Making smart investing choices is the key to making a profit and avoiding losses. But, how do you make smart choices? What analysts do you listen to and when do you follow the herd versus being a contrarian? There are signals that seem to occur in every market situation. But, why do signals help you make smart investing choices?
Avoiding the Twin Demons of Fear and Greed
When the value of an investment, like a stock, is going up, it is easy to become greedy. And, when the value of that investment starts to fall, it is easier to become fearful. These traits are not limited to you, Ms. or Mr. Investor. They tend to be shared by the majority of investors. Successful long term investors have gone through many business cycles and have come to recognize some basic signals. None other than Warren Buffett has advised investors to be fearful when others are greedy as noted in an article by Investopedia.
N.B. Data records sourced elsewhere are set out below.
//! SQLite storage layer.
//!
//! Repository implementations backed by SQLite with WAL mode and split
//! read/write connection pools.

pub mod data_source;
pub mod pool;
pub mod strategy;
pub mod work_item;
pub mod workflow;
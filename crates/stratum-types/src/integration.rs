//! Results exchanged with integration adapters and notification channels.

use serde::{Deserialize, Serialize};
use serde_json::{Value, json};

/// What an integration adapter returns from `invoke`.
///
/// Count queries fill `count`, list queries fill `records`; some actions
/// return both.
#[derive(Debug, Clone, Default, PartialEq, Serialize, Deserialize)]
pub struct IntegrationResult {
    #[serde(default, skip_serializing_if = "Option::is_none")]
    pub count: Option<u64>,
    #[serde(default, skip_serializing_if = "Option::is_none")]
    pub records: Option<Vec<Value>>,
}

impl IntegrationResult {
    pub fn count(count: u64) -> Self {
        Self {
            count: Some(count),
            records: None,
        }
    }

    pub fn records(records: Vec<Value>) -> Self {
        Self {
            count: None,
            records: Some(records),
        }
    }

    /// The value stored under the step's `result_variable`.
    ///
    /// A lone count becomes a number, a lone record list becomes a list,
    /// both become `{count, records}`, and neither becomes null.
    pub fn into_value(self) -> Value {
        match (self.count, self.records) {
            (Some(count), None) => json!(count),
            (None, Some(records)) => Value::Array(records),
            (Some(count), Some(records)) => json!({ "count": count, "records": records }),
            (None, None) => Value::Null,
        }
    }
}

/// A notification ready to send. All templates are already resolved.
#[derive(Debug, Clone, PartialEq, Serialize, Deserialize)]
pub struct NotificationMessage {
    #[serde(default, skip_serializing_if = "Option::is_none")]
    pub recipient: Option<String>,
    #[serde(default, skip_serializing_if = "Option::is_none")]
    pub subject: Option<String>,
    pub message: String,
}
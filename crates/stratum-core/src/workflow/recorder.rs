//! Execution run recorder.
//!
//! Wraps `WorkflowRepository` with the run lifecycle the runner needs:
//! create the `running` row, append ordered step log entries, track
//! progress, and finalize exactly once. Log entries are persisted as they
//! happen so that a run can be polled while it executes.

use chrono::Utc;
use dashmap::DashMap;
use stratum_types::error::RepositoryError;
use stratum_types::workflow::{ExecutionRun, RunStatus, StepLogEntry};
use uuid::Uuid;

use crate::repository::workflow::{RunFinalization, WorkflowRepository};

/// Failure message written to runs left `running` by a previous process.
pub const INTERRUPTED_MESSAGE: &str = "run interrupted by engine restart";

// ---------------------------------------------------------------------------
// RunRecorder
// ---------------------------------------------------------------------------

/// Persists execution runs and their step logs.
///
/// Generic over `R: WorkflowRepository` so it works with any storage backend
/// (SQLite, in-memory mock, etc.).
pub struct RunRecorder<R: WorkflowRepository> {
    repo: R,
    /// Next log `seq` per active run.
    next_seq: DashMap<Uuid, u32>,
}

impl<R: WorkflowRepository> RunRecorder<R> {
    pub fn new(repo: R) -> Self {
        Self {
            repo,
            next_seq: DashMap::new(),
        }
    }

    /// Access the underlying repository.
    pub fn repo(&self) -> &R {
        &self.repo
    }

    /// Persist a new run. Its status must be `Running`.
    pub async fn start_run(&self, run: &ExecutionRun) -> Result<(), RecorderError> {
        self.repo
            .create_run(run)
            .await
            .map_err(|e| RecorderError::Repository(e.to_string()))?;
        self.next_seq.insert(run.id, 0);

        tracing::debug!(run_id = %run.id, workflow = run.workflow_name.as_str(), "recorded run start");
        Ok(())
    }

    /// Append a step log entry at the next position for the run.
    ///
    /// Returns the entry's `seq`.
    pub async fn append(&self, run_id: Uuid, entry: &StepLogEntry) -> Result<u32, RecorderError> {
        let seq = {
            let mut next = self.next_seq.entry(run_id).or_insert(0);
            let seq = *next;
            *next += 1;
            seq
        };
        self.repo
            .append_step_log(&run_id, seq, entry)
            .await
            .map_err(|e| RecorderError::Repository(e.to_string()))?;

        tracing::debug!(
            run_id = %run_id,
            seq,
            step = entry.step.as_str(),
            success = entry.success,
            "recorded step log"
        );
        Ok(seq)
    }

    pub async fn progress(&self, run_id: Uuid, steps_completed: u32) -> Result<(), RecorderError> {
        self.repo
            .update_run_progress(&run_id, steps_completed)
            .await
            .map_err(|e| RecorderError::Repository(e.to_string()))
    }

    /// Move the run to its terminal state. A second call fails with
    /// `AlreadyFinalized` and changes nothing.
    pub async fn finalize(
        &self,
        run_id: Uuid,
        fin: &RunFinalization,
    ) -> Result<(), RecorderError> {
        let result = self.repo.finalize_run(&run_id, fin).await;
        self.next_seq.remove(&run_id);
        match result {
            Ok(()) => {
                tracing::debug!(run_id = %run_id, status = %fin.status, "recorded run finalization");
                Ok(())
            }
            Err(RepositoryError::NotFound) => Err(RecorderError::RunNotFound(run_id)),
            Err(RepositoryError::Conflict(_)) => Err(RecorderError::AlreadyFinalized(run_id)),
            Err(e) => Err(RecorderError::Repository(e.to_string())),
        }
    }

    /// Fail every run still marked `running`. Called once at startup, before
    /// any new run is dispatched. Returns the number of runs recovered.
    pub async fn recover_interrupted(&self) -> Result<usize, RecorderError> {
        let running = self
            .repo
            .list_running_runs()
            .await
            .map_err(|e| RecorderError::Repository(e.to_string()))?;

        let mut recovered = 0;
        for run in running {
            let now = Utc::now();
            let duration_ms = (now - run.started_at).num_milliseconds().max(0) as u64;
            let fin = RunFinalization {
                status: RunStatus::Failed,
                completed_at: now,
                duration_ms,
                steps_completed: run.steps_completed,
                result_data: None,
                error_message: Some(INTERRUPTED_MESSAGE.to_string()),
            };
            match self.finalize(run.id, &fin).await {
                Ok(()) => {
                    recovered += 1;
                    tracing::warn!(run_id = %run.id, workflow = run.workflow_name.as_str(), "{INTERRUPTED_MESSAGE}");
                }
                // Finalized concurrently; nothing left to do.
                Err(RecorderError::AlreadyFinalized(_)) => {}
                Err(e) => return Err(e),
            }
        }
        Ok(recovered)
    }
}

// ---------------------------------------------------------------------------
// Error type
// ---------------------------------------------------------------------------

/// Errors that can occur while recording a run.
#[derive(Debug, thiserror::Error)]
pub enum RecorderError {
    /// Underlying repository operation failed.
    #[error("run recorder repository error: {0}")]
    Repository(String),

    #[error("workflow run not found: {0}")]
    RunNotFound(Uuid),

    #[error("workflow run {0} is already finalized")]
    AlreadyFinalized(Uuid),
}

// ---------------------------------------------------------------------------
// Tests
// ---------------------------------------------------------------------------

#[cfg(test)]
mod tests {
    use super::*;
    use crate::workflow::test_support::{MemoryWorkflowRepo, log_entry, running_run};

    #[tokio::test]
    async fn test_append_assigns_increasing_seq() {
        let repo = MemoryWorkflowRepo::default();
        let recorder = RunRecorder::new(repo.clone());
        let run = running_run(Uuid::now_v7(), "wf");
        recorder.start_run(&run).await.unwrap();

        assert_eq!(recorder.append(run.id, &log_entry("a", true)).await.unwrap(), 0);
        assert_eq!(recorder.append(run.id, &log_entry("b", true)).await.unwrap(), 1);
        assert_eq!(recorder.append(run.id, &log_entry("c", false)).await.unwrap(), 2);

        let stored = repo.get_run(&run.id).await.unwrap().unwrap();
        let steps: Vec<&str> = stored.execution_log.iter().map(|e| e.step.as_str()).collect();
        assert_eq!(steps, vec!["a", "b", "c"]);
    }

    #[tokio::test]
    async fn test_finalize_exactly_once() {
        let repo = MemoryWorkflowRepo::default();
        let recorder = RunRecorder::new(repo.clone());
        let run = running_run(Uuid::now_v7(), "wf");
        recorder.start_run(&run).await.unwrap();

        let fin = RunFinalization {
            status: RunStatus::Completed,
            completed_at: Utc::now(),
            duration_ms: 12,
            steps_completed: 3,
            result_data: None,
            error_message: None,
        };
        recorder.finalize(run.id, &fin).await.unwrap();

        let again = RunFinalization {
            status: RunStatus::Failed,
            error_message: Some("late".into()),
            ..fin
        };
        let err = recorder.finalize(run.id, &again).await.unwrap_err();
        assert!(matches!(err, RecorderError::AlreadyFinalized(id) if id == run.id));

        let stored = repo.get_run(&run.id).await.unwrap().unwrap();
        assert_eq!(stored.status, RunStatus::Completed);
        assert_eq!(stored.error_message, None);
    }

    #[tokio::test]
    async fn test_finalize_unknown_run() {
        let recorder = RunRecorder::new(MemoryWorkflowRepo::default());
        let fin = RunFinalization {
            status: RunStatus::Completed,
            completed_at: Utc::now(),
            duration_ms: 0,
            steps_completed: 0,
            result_data: None,
            error_message: None,
        };
        let err = recorder.finalize(Uuid::now_v7(), &fin).await.unwrap_err();
        assert!(matches!(err, RecorderError::RunNotFound(_)));
    }

    #[tokio::test]
    async fn test_recover_interrupted_runs() {
        let repo = MemoryWorkflowRepo::default();
        let recorder = RunRecorder::new(repo.clone());
        let a = running_run(Uuid::now_v7(), "wf-a");
        let b = running_run(Uuid::now_v7(), "wf-b");
        recorder.start_run(&a).await.unwrap();
        recorder.start_run(&b).await.unwrap();

        assert_eq!(recorder.recover_interrupted().await.unwrap(), 2);
        assert_eq!(recorder.recover_interrupted().await.unwrap(), 0);

        let stored = repo.get_run(&a.id).await.unwrap().unwrap();
        assert_eq!(stored.status, RunStatus::Failed);
        assert_eq!(stored.error_message.as_deref(), Some(INTERRUPTED_MESSAGE));
        assert!(stored.completed_at.is_some());
    }
}
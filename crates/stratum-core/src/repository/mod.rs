//! Repository trait definitions (ports).
//!
//! These traits define the storage interface that the infrastructure layer
//! (stratum-infra) implements. The core crate never depends on any
//! specific storage technology.

pub mod data_source;
pub mod strategy;
pub mod work_item;
pub mod workflow;
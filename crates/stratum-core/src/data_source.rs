//! Filtering and aggregation of data source records.
//!
//! Repositories use [`matches_all`] to filter stored records; the step runner
//! uses [`aggregate`] to reduce the matches into a step result.

use serde_json::{Value, json};
use stratum_types::data_source::{Aggregation, FilterOperator, QueryFilter};

use crate::workflow::variables::{lookup_path, number_to_value, value_as_f64};

#[derive(Debug, thiserror::Error, PartialEq)]
pub enum AggregateError {
    #[error("aggregation '{0}' requires aggregate_field")]
    MissingAggregateField(&'static str),

    #[error("record {index} has no numeric field '{field}'")]
    NotNumeric { field: String, index: usize },
}

/// Whether a record satisfies every filter.
pub fn matches_all(record: &Value, filters: &[QueryFilter]) -> bool {
    filters.iter().all(|f| matches_filter(record, f))
}

/// Whether a record satisfies one filter.
///
/// `field` may be a dotted path. Comparison is numeric when both sides read
/// as numbers, string-wise otherwise. A missing field only satisfies `ne`.
pub fn matches_filter(record: &Value, filter: &QueryFilter) -> bool {
    let Some(actual) = lookup_path(record, &filter.field) else {
        return filter.operator == FilterOperator::Ne;
    };

    if filter.operator == FilterOperator::Contains {
        return match actual {
            Value::Array(items) => items.iter().any(|item| loosely_equal(item, &filter.value)),
            other => text_of(other).contains(&text_of(&filter.value)),
        };
    }

    let ordering = match (value_as_f64(actual), value_as_f64(&filter.value)) {
        (Some(a), Some(b)) => a.partial_cmp(&b),
        _ => Some(text_of(actual).cmp(&text_of(&filter.value))),
    };
    let Some(ordering) = ordering else {
        return false;
    };

    use std::cmp::Ordering::*;
    match filter.operator {
        FilterOperator::Eq => ordering == Equal,
        FilterOperator::Ne => ordering != Equal,
        FilterOperator::Gt => ordering == Greater,
        FilterOperator::Gte => ordering != Less,
        FilterOperator::Lt => ordering == Less,
        FilterOperator::Lte => ordering != Greater,
        FilterOperator::Contains => false,
    }
}

fn loosely_equal(a: &Value, b: &Value) -> bool {
    match (value_as_f64(a), value_as_f64(b)) {
        (Some(x), Some(y)) => x == y,
        _ => text_of(a) == text_of(b),
    }
}

fn text_of(value: &Value) -> String {
    match value {
        Value::String(s) => s.clone(),
        other => other.to_string(),
    }
}

/// Reduce matching records into the value stored as the step result.
///
/// Empty input is never an error: `count` is 0, `list` is `[]`, `sum` is 0,
/// and `avg`/`first` are null.
pub fn aggregate(
    records: Vec<Value>,
    aggregation: Aggregation,
    aggregate_field: Option<&str>,
) -> Result<Value, AggregateError> {
    match aggregation {
        Aggregation::Count => Ok(json!(records.len())),
        Aggregation::List => Ok(Value::Array(records)),
        Aggregation::First => Ok(records.into_iter().next().unwrap_or(Value::Null)),
        Aggregation::Sum => {
            let field = aggregate_field.ok_or(AggregateError::MissingAggregateField("sum"))?;
            let values = numeric_field(&records, field)?;
            Ok(number_to_value(values.iter().sum()))
        }
        Aggregation::Avg => {
            let field = aggregate_field.ok_or(AggregateError::MissingAggregateField("avg"))?;
            let values = numeric_field(&records, field)?;
            if values.is_empty() {
                return Ok(Value::Null);
            }
            let total: f64 = values.iter().sum();
            Ok(number_to_value(total / values.len() as f64))
        }
    }
}

fn numeric_field(records: &[Value], field: &str) -> Result<Vec<f64>, AggregateError> {
    records
        .iter()
        .enumerate()
        .map(|(index, record)| {
            lookup_path(record, field)
                .and_then(value_as_f64)
                .ok_or_else(|| AggregateError::NotNumeric {
                    field: field.to_string(),
                    index,
                })
        })
        .collect()
}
Warren Buffett once said that as an investor, it is wise to be “Fearful when others are greedy and greedy when others are fearful.” This statement is somewhat of a contrarian view on stock markets and relates directly to the price of an asset: when others are greedy, prices typically boil over, and one should be cautious lest they overpay for an asset that subsequently leads to anemic returns. When others are fearful, it may present a good value buying opportunity.
The problem with applying this adage is market timing. For example, stocks have been on their way up for years. It is true that the S&P 500 is down on the day, week, and month. And it is unchanged from its value at the beginning of the year. But it is nicely up over 5 years and hugely up over ten years. In this regard, why do signals help you make smart investing choices? One good reason is that they help you avoid letting fear and greed drive your investing decisions.
The Market Follow-through
The stock market seems to be correcting, driven by a too-strong dollar, what is shaping up to be a permanent trade war, and the Trump tax cut stimulus wearing off. As such, many investors are adjusting their portfolios as witnessed by a flight to quality investments.
Each investment niche goes through cycles whether it is agricultural commodities, stocks, gold, or real estate. Basically, many investors think that the stock cycle is turning and they are hedging their bets, based on fundamental factors such as the trade war, tax cuts wearing off, higher interest rates and the dollar, and the risk of a global slowdown. But, remember that all investors are subject to the twin risks of fear and greed!
In regard to make smart investing decisions before and after a correction, we looked at an article in Investor’s Business Daily and a signal called the stock market follow-through.
The follow-through is a simple concept. It involves a significant gain in higher volume in the Nasdaq or S&P 500. After a serious correction on Wall Street, most follow-through days occur at least four days into a new rally attempt. IBD’s The Big Picture column flags these critical market turns. When it takes place, investors should actively search for leading stocks that break out from sound bases.
What these folks are talking about are opportunities to profit after stocks correct and before another rally takes place. (They also note that the signal is not infallible.) Nevertheless, it is a useful tool, but with it and others, why do signals help you make smart investing choices?
History Repeats Itself
The use of predictive tools to guide buying and selling in markets goes back a long way. Japanese rice traders in the times of the Samurai were using a tool they called a “candlestick” as a visual guide to trading, and predicting price movement in the rice market. Interestingly, a “bearish reversal pattern” in Japanese Candlesticks requires a follow-up confirmation day, just like the stock market follow-through. Both of these happen as a downward trend (bear market) starts to reverse, and both, when used correctly, can lead to impressive gains as the market or an individual stock heads back up.
How is it that both a modern “trading signal” and one that dates back to when there were still Samurai running Japan seem to be picking up on the same market movements? Technical trading signals are developed by looking at repeated market events and identifying similar pricing patterns that evolve in similar circumstances. We can assume that human emotions were the same for rice traders back in the days of the Samurai as they are today for those investing in and trading stocks. It would appear that the sum total of human emotions and human actions tend to reliably generate similar patterns in similar market situations. If you believe that history can repeat itself, perhaps you can benefit from some of these signals when this market corrects and then recovers.